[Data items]
- - -
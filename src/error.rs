// SPDX-License-Identifier: MIT

//! Typed error surface for the engine (see `SPEC_FULL.md` §7).

use thiserror::Error;

/// Errors that can abort a single packet's processing. These are always
/// logged and the packet is dropped; they never unwind past the thread
/// that produced them.
#[derive(Debug, Error)]
pub enum PacketError {
    #[error("packet shorter than the 20-byte RADIUS header")]
    TooShort,

    #[error("header length field {0} is smaller than the header itself")]
    LengthTooSmall(u16),

    #[error("attribute TLV sequence does not tile the packet payload")]
    MalformedAttributes,

    #[error("attribute {0} not present")]
    AttributeMissing(u8),

    #[error("attribute {0} has unexpected length {1} (expected {2})")]
    AttributeLength(u8, usize, usize),

    #[error("Message-Authenticator failed HMAC verification")]
    BadMessageAuthenticator,

    #[error("Response-Authenticator failed verification")]
    BadResponseAuthenticator,

    #[error("password attribute length {0} invalid (must be 16..=128, multiple of 16)")]
    BadPasswordLength(usize),

    #[error("MS-MPPE attribute shorter than the 2-byte salt plus one block")]
    BadMsMppeLength,
}

/// Errors surfaced while resolving configuration into runtime state.
#[derive(Debug, Error)]
pub enum ConfigError {
    #[error("I/O error reading {path}: {source}")]
    Io {
        path: String,
        #[source]
        source: std::io::Error,
    },

    #[error("TOML parse error: {0}")]
    Toml(#[from] toml::de::Error),

    #[error("realm {realm:?} references unknown server {server:?}")]
    UnknownServer { realm: String, server: String },

    #[error("client/server {name:?} references unknown tls context {tls:?}")]
    UnknownTlsContext { name: String, tls: String },

    #[error("client/server {name:?} references unknown rewrite rule {rewrite:?}")]
    UnknownRewrite { name: String, rewrite: String },

    #[error("invalid regular expression in {context}: {source}")]
    Regex {
        context: String,
        #[source]
        source: regex::Error,
    },

    #[error("malformed matchcertificateattribute value {0:?}")]
    BadCertMatch(String),

    #[error("malformed rewriteattribute value {0:?}")]
    BadRewriteAttr(String),

    #[error("malformed removeVendorAttribute value {0:?}")]
    BadVendorAttr(String),

    #[error("{0}: host/port could not be resolved: {1}")]
    Resolve(String, std::io::Error),

    #[error("invalid configuration: {0}")]
    Invalid(String),
}

/// Errors that can occur while establishing or maintaining a TLS session.
#[derive(Debug, Error)]
pub enum TlsError {
    #[error("TLS I/O error: {0}")]
    Io(#[from] std::io::Error),

    #[error("rustls error: {0}")]
    Rustls(#[from] rustls::Error),

    #[error("peer did not present a certificate")]
    NoPeerCertificate,

    #[error("peer certificate failed identity checks against {0:?}")]
    IdentityMismatch(String),

    #[error("certificate parse error: {0}")]
    CertParse(String),

    #[error("tls context {0:?} not found")]
    UnknownContext(String),

    #[error("peer certificate chain has {0} certificates, exceeding the configured depth limit")]
    ChainTooLong(usize),
}

/// Top-level error surfaced by the `radsec-relayd` binary: anything that
/// reaches `main` is fatal and exits 1.
#[derive(Debug, Error)]
pub enum RelayError {
    #[error(transparent)]
    Config(#[from] ConfigError),

    #[error(transparent)]
    Tls(#[from] TlsError),

    #[error("I/O error: {0}")]
    Io(#[from] std::io::Error),
}
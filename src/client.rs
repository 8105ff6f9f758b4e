// SPDX-License-Identifier: MIT

//! A downstream peer the relay accepts requests from (SPEC_FULL.md §4.4).
//!
//! `Client` only carries identity and outbound state; the socket or TLS
//! stream that actually moves bytes is owned by the listener/acceptor thread
//! that keeps it alive, which drains [`Client::replies`] to learn what to
//! write next. This mirrors how the legacy proxy's `clientrq` struct is a
//! passive record consulted by the thread that owns the live file
//! descriptor.

use std::sync::Arc;

use crate::peer::PeerConfig;
use crate::reply::ReplyQueue;

pub struct Client {
    pub config: Arc<PeerConfig>,
    /// The queue the owning connection thread drains to learn what to write
    /// next. For a TLS client this is private to the one connection; for a
    /// UDP client it is shared with every other client accepted on the same
    /// listening socket, since there is one writer thread per socket rather
    /// than per originating address.
    pub replies: Arc<ReplyQueue>,
}

impl Client {
    /// A TLS client gets its own private reply queue, drained by the
    /// connection's writer thread.
    pub fn new_tls(config: Arc<PeerConfig>) -> Self {
        Client {
            config,
            replies: Arc::new(ReplyQueue::new()),
        }
    }

    /// A UDP client shares its listening socket's reply queue; `queue` is
    /// that socket's single writer-side queue.
    pub fn new_udp(config: Arc<PeerConfig>, queue: Arc<ReplyQueue>) -> Self {
        Client { config, replies: queue }
    }
}
// SPDX-License-Identifier: MIT

//! Round-trips a TOML configuration document through `Config::from_file`
//! and `Config::build`, exercising the on-disk loader path rather than
//! constructing a `Config` in-memory.

use std::io::Write;

use radsec_relay::config::Config;
use radsec_relay::error::ConfigError;

fn write_temp(contents: &str) -> tempfile::NamedTempFile {
    let mut file = tempfile::NamedTempFile::new().unwrap();
    file.write_all(contents.as_bytes()).unwrap();
    file.flush().unwrap();
    file
}

#[test]
fn loads_and_resolves_a_minimal_file() {
    let file = write_temp(
        r#"
        listen_udp = "0.0.0.0:1812"
        log_level = 3

        [[client]]
        name = "nas1"
        type = "udp"
        host = "10.0.0.1"
        secret = "testing123"

        [[server]]
        name = "upstream1"
        type = "udp"
        host = "10.0.0.2"
        port = "1812"
        secret = "upstreamsecret"

        [[realm]]
        name = "example.org"
        server = ["upstream1"]
        "#,
    );

    let config = Config::from_file(file.path()).expect("file parses");
    assert_eq!(config.log_level, 3);

    let resolved = config.build().expect("config resolves");
    assert_eq!(resolved.listen_udp.as_deref(), Some("0.0.0.0:1812"));
    assert_eq!(resolved.clients.len(), 1);
    assert_eq!(resolved.servers.len(), 1);
    assert!(resolved.realms.find(b"bob@example.org").is_some());
}

#[test]
fn rejects_realm_referencing_unknown_server() {
    let file = write_temp(
        r#"
        [[realm]]
        name = "example.org"
        server = ["ghost"]
        "#,
    );

    let config = Config::from_file(file.path()).unwrap();
    assert!(matches!(config.build(), Err(ConfigError::UnknownServer { .. })));
}

#[test]
fn missing_file_reports_io_error() {
    let missing = std::path::Path::new("/nonexistent/radsec-relay-test.toml");
    assert!(matches!(Config::from_file(missing), Err(ConfigError::Io { .. })));
}

#[test]
fn tls_server_with_no_tls_block_falls_back_to_default_context() {
    let file = write_temp(
        r#"
        [[tls]]
        name = "defaultserver"

        [[server]]
        name = "radsec1"
        type = "tls"
        host = "10.0.0.3"
        "#,
    );

    let config = Config::from_file(file.path()).unwrap();
    let resolved = config.build().unwrap();
    assert_eq!(resolved.servers[0].tls_context.as_deref(), Some("defaultserver"));
}
// SPDX-License-Identifier: MIT

//! Structured logging setup (SPEC_FULL.md §4.9), grounded in the reference
//! engine's CLI binaries (`hdds-discovery-server`'s `FmtSubscriber`,
//! `hdds-gateway`'s level-from-flag wiring), driven here by an `EnvFilter`
//! so `RUST_LOG` can still override the numeric `LogLevel` when present.
//!
//! `LogLevel` in the legacy config (1..4) is inverted relative to
//! `tracing`'s own severity order (`tracing::Level::ERROR` is the *most*
//! severe, `TRACE` the least): level 1 means "errors only", level 4 means
//! "everything up to debug-level detail".

use tracing_subscriber::EnvFilter;

/// Map a `LogLevel` directive (1..4, clamped) to the `tracing` level it
/// enables and everything more severe.
fn level_filter(log_level: u8) -> &'static str {
    match log_level {
        0 | 1 => "error",
        2 => "warn",
        3 => "info",
        _ => "debug",
    }
}

/// Initialize the global `tracing` subscriber once at startup.
///
/// `foreground` mirrors the CLI's `-f` flag and the config's
/// `log_destination`: when true (or no destination is configured) logs go
/// to stderr with ANSI color; otherwise lines are still written to stderr
/// but formatted to look like a syslog line (`<facility>: message`), since
/// actually opening a syslog socket is an OS-integration concern this proxy
/// does not take on (SPEC_FULL.md §4.9).
pub fn init(log_level: u8, log_destination: Option<&str>, foreground: bool) {
    let default_directive = level_filter(log_level);
    let filter = EnvFilter::try_from_default_env().unwrap_or_else(|_| EnvFilter::new(default_directive));

    let syslog_style = !foreground && log_destination.is_some_and(|d| d.eq_ignore_ascii_case("syslog"));

    let builder = tracing_subscriber::fmt().with_env_filter(filter).with_target(false);

    if syslog_style {
        builder.without_time().with_ansi(false).init();
    } else {
        builder.init();
    }
}

#[cfg(test)]
mod tests {
    use super::*;

    #[test]
    fn level_filter_inverts_legacy_ordering() {
        assert_eq!(level_filter(1), "error");
        assert_eq!(level_filter(4), "debug");
        assert_eq!(level_filter(9), "debug");
    }
}
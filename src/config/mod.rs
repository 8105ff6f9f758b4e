// SPDX-License-Identifier: MIT

//! Configuration schema and resolution (SPEC_FULL.md §4.8/§6).
//!
//! The TOML document deserializes into [`Config`] with `#[serde(default)]`
//! on every field, the way the reference engine's `RouterConfig` defaults
//! each field independently so a minimal file is always valid. Parsing text
//! into a tree is delegated entirely to `toml`/`serde`; [`Config::build`] is
//! the validation boundary that resolves names into the `Arc`-shared runtime
//! records the engine actually uses, returning a typed [`ConfigError`] for
//! anything unresolved or malformed.

mod tls_context;

pub use tls_context::TlsContextConfig;

use std::collections::HashMap;
use std::net::{IpAddr, ToSocketAddrs};
use std::path::Path;
use std::sync::Arc;

use regex::Regex;
use serde::Deserialize;

use crate::error::ConfigError;
use crate::peer::{AddrMatch, PeerConfig, PeerTable, Transport};
use crate::realm::{compile_realm_regex, Realm, RealmTable};
use crate::rewrite::{RewriteRule, VendorAttrRemoval};
use crate::tls_identity::CertMatchRule;

fn default_log_level() -> u8 {
    2
}

#[derive(Debug, Clone, Deserialize)]
#[serde(default)]
pub struct Config {
    pub listen_udp: Option<String>,
    pub listen_tcp: Option<String>,
    pub listen_accounting_udp: Option<String>,
    pub source_udp: Option<String>,
    pub source_tcp: Option<String>,
    #[serde(default = "default_log_level")]
    pub log_level: u8,
    pub log_destination: Option<String>,
    #[serde(rename = "client")]
    pub clients: Vec<ClientConfig>,
    #[serde(rename = "server")]
    pub servers: Vec<ServerConfig>,
    #[serde(rename = "realm")]
    pub realms: Vec<RealmConfig>,
    #[serde(rename = "tls")]
    pub tls: Vec<TlsConfig>,
    #[serde(rename = "rewrite")]
    pub rewrites: Vec<RewriteConfig>,
}

impl Default for Config {
    fn default() -> Self {
        Config {
            listen_udp: None,
            listen_tcp: None,
            listen_accounting_udp: None,
            source_udp: None,
            source_tcp: None,
            log_level: default_log_level(),
            log_destination: None,
            clients: Vec::new(),
            servers: Vec::new(),
            realms: Vec::new(),
            tls: Vec::new(),
            rewrites: Vec::new(),
        }
    }
}

#[derive(Debug, Clone, Deserialize)]
pub struct ClientConfig {
    pub name: String,
    #[serde(rename = "type")]
    pub kind: String,
    pub host: String,
    #[serde(default)]
    pub port: Option<String>,
    pub secret: Option<String>,
    pub tls: Option<String>,
    #[serde(default)]
    pub matchcertificateattribute: Vec<String>,
    pub rewrite: Option<String>,
    pub rewriteattribute: Option<String>,
}

#[derive(Debug, Clone, Deserialize)]
pub struct ServerConfig {
    pub name: String,
    #[serde(rename = "type")]
    pub kind: String,
    pub host: String,
    #[serde(default)]
    pub port: Option<String>,
    pub secret: Option<String>,
    pub tls: Option<String>,
    #[serde(default)]
    pub matchcertificateattribute: Vec<String>,
    pub rewrite: Option<String>,
    #[serde(default)]
    pub statusserver: bool,
}

#[derive(Debug, Clone, Deserialize)]
pub struct RealmConfig {
    pub name: String,
    #[serde(rename = "server", default)]
    pub servers: Vec<String>,
    pub reply_message: Option<String>,
}

#[derive(Debug, Clone, Deserialize)]
pub struct TlsConfig {
    pub name: String,
    pub ca_certificate_file: Option<String>,
    pub ca_certificate_path: Option<String>,
    pub certificate_file: Option<String>,
    pub certificate_key_file: Option<String>,
    pub certificate_key_password: Option<String>,
}

#[derive(Debug, Clone, Deserialize, Default)]
pub struct RewriteConfig {
    pub name: String,
    #[serde(default)]
    pub remove_attribute: Vec<String>,
    #[serde(default)]
    pub remove_vendor_attribute: Vec<String>,
}

/// The fully resolved, ready-to-run form of a [`Config`]: references
/// replaced with `Arc`-shared records, regexes compiled, addresses resolved.
pub struct ResolvedConfig {
    pub listen_udp: Option<String>,
    pub listen_tcp: Option<String>,
    pub listen_accounting_udp: Option<String>,
    pub source_udp: Option<String>,
    pub source_tcp: Option<String>,
    pub log_level: u8,
    pub log_destination: Option<String>,
    pub clients: PeerTable,
    pub servers: Vec<Arc<PeerConfig>>,
    pub realms: RealmTable,
    pub tls_contexts: HashMap<String, Arc<TlsContextConfig>>,
}

fn strip_slashes(s: &str) -> Option<&str> {
    s.strip_prefix('/').and_then(|b| b.strip_suffix('/'))
}

fn parse_cert_rule(raw: &str) -> Result<CertMatchRule, ConfigError> {
    if let Some(rest) = raw.strip_prefix("CN:") {
        let body = strip_slashes(rest).ok_or_else(|| ConfigError::BadCertMatch(raw.to_string()))?;
        let re = Regex::new(body).map_err(|source| ConfigError::Regex {
            context: format!("matchcertificateattribute {raw:?}"),
            source,
        })?;
        Ok(CertMatchRule::CnRegex(re))
    } else if let Some(rest) = raw.strip_prefix("SubjectAltName:URI:") {
        let body = strip_slashes(rest).ok_or_else(|| ConfigError::BadCertMatch(raw.to_string()))?;
        let re = Regex::new(body).map_err(|source| ConfigError::Regex {
            context: format!("matchcertificateattribute {raw:?}"),
            source,
        })?;
        Ok(CertMatchRule::SanRegex(re))
    } else {
        Err(ConfigError::BadCertMatch(raw.to_string()))
    }
}

/// Translate `\1`..`\9` back-references in a replacement template to the
/// `$1`..`$9` syntax the `regex` crate expects.
fn translate_backrefs(repl: &str) -> String {
    let mut out = String::with_capacity(repl.len());
    let mut chars = repl.chars().peekable();
    while let Some(c) = chars.next() {
        if c == '\\' {
            if let Some(d) = chars.peek().filter(|d| d.is_ascii_digit()) {
                out.push('$');
                out.push(*d);
                chars.next();
                continue;
            }
        }
        out.push(c);
    }
    out
}

/// Parse a `User-Name:/regex/replacement/` rewriteattribute value. The
/// regex and replacement are assumed not to contain an unescaped `/`.
fn parse_rewrite_username(raw: &str) -> Result<(Regex, String), ConfigError> {
    let rest = raw
        .strip_prefix("User-Name:")
        .ok_or_else(|| ConfigError::BadRewriteAttr(raw.to_string()))?;
    let mut parts = rest.splitn(3, '/');
    let lead = parts.next().unwrap_or_default();
    if !lead.is_empty() {
        return Err(ConfigError::BadRewriteAttr(raw.to_string()));
    }
    let pattern = parts.next().ok_or_else(|| ConfigError::BadRewriteAttr(raw.to_string()))?;
    let replacement_raw = parts.next().ok_or_else(|| ConfigError::BadRewriteAttr(raw.to_string()))?;
    let re = Regex::new(pattern).map_err(|source| ConfigError::Regex {
        context: format!("rewriteattribute {raw:?}"),
        source,
    })?;
    Ok((re, translate_backrefs(replacement_raw.trim_end_matches('/'))))
}
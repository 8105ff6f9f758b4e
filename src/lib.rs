// SPDX-License-Identifier: MIT

//! `radsec-relay`: a hop-by-hop RADIUS proxy with realm-based routing and
//! concurrent UDP (RFC 2865/2866) and RadSec (RADIUS/TLS) transports.
//!
//! The binary entry point (`main.rs`) is a thin wiring layer; everything
//! load-bearing lives in this library so it can be exercised directly from
//! tests without sockets. See `DESIGN.md` for the grounding ledger and
//! `SPEC_FULL.md` for the full specification this crate implements.

pub mod cli;
pub mod client;
pub mod config;
pub mod constants;
pub mod engine;
pub mod error;
pub mod logging;
pub mod peer;
pub mod radius;
pub mod realm;
pub mod reply;
pub mod request;
pub mod rewrite;
pub mod server;
pub mod stats;
pub mod tls_identity;

pub use config::{Config, ResolvedConfig};
pub use engine::Engine;
pub use error::RelayError;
- - -
## Directions for this task
From the opening line of the data above through the line holding "into runtime state.", give every line again exactly as it stands.

## Response to this task
filename src/error.rs
// SPDX-License-Identifier: MIT

//! Typed error surface for the engine (see `SPEC_FULL.md` §7).

use thiserror::Error;

/// Errors that can abort a single packet's processing. These are always
/// logged and the packet is dropped; they never unwind past the thread
/// that produced them.
#[derive(Debug, Error)]
pub enum PacketError {
    #[error("packet shorter than the 20-byte RADIUS header")]
    TooShort,

    #[error("header length field {0} is smaller than the header itself")]
    LengthTooSmall(u16),

    #[error("attribute TLV sequence does not tile the packet payload")]
    MalformedAttributes,

    #[error("attribute {0} not present")]
    AttributeMissing(u8),

    #[error("attribute {0} has unexpected length {1} (expected {2})")]
    AttributeLength(u8, usize, usize),

    #[error("Message-Authenticator failed HMAC verification")]
    BadMessageAuthenticator,

    #[error("Response-Authenticator failed verification")]
    BadResponseAuthenticator,

    #[error("password attribute length {0} invalid (must be 16..=128, multiple of 16)")]
    BadPasswordLength(usize),

    #[error("MS-MPPE attribute shorter than the 2-byte salt plus one block")]
    BadMsMppeLength,
}

/// Errors surfaced while resolving configuration into runtime state.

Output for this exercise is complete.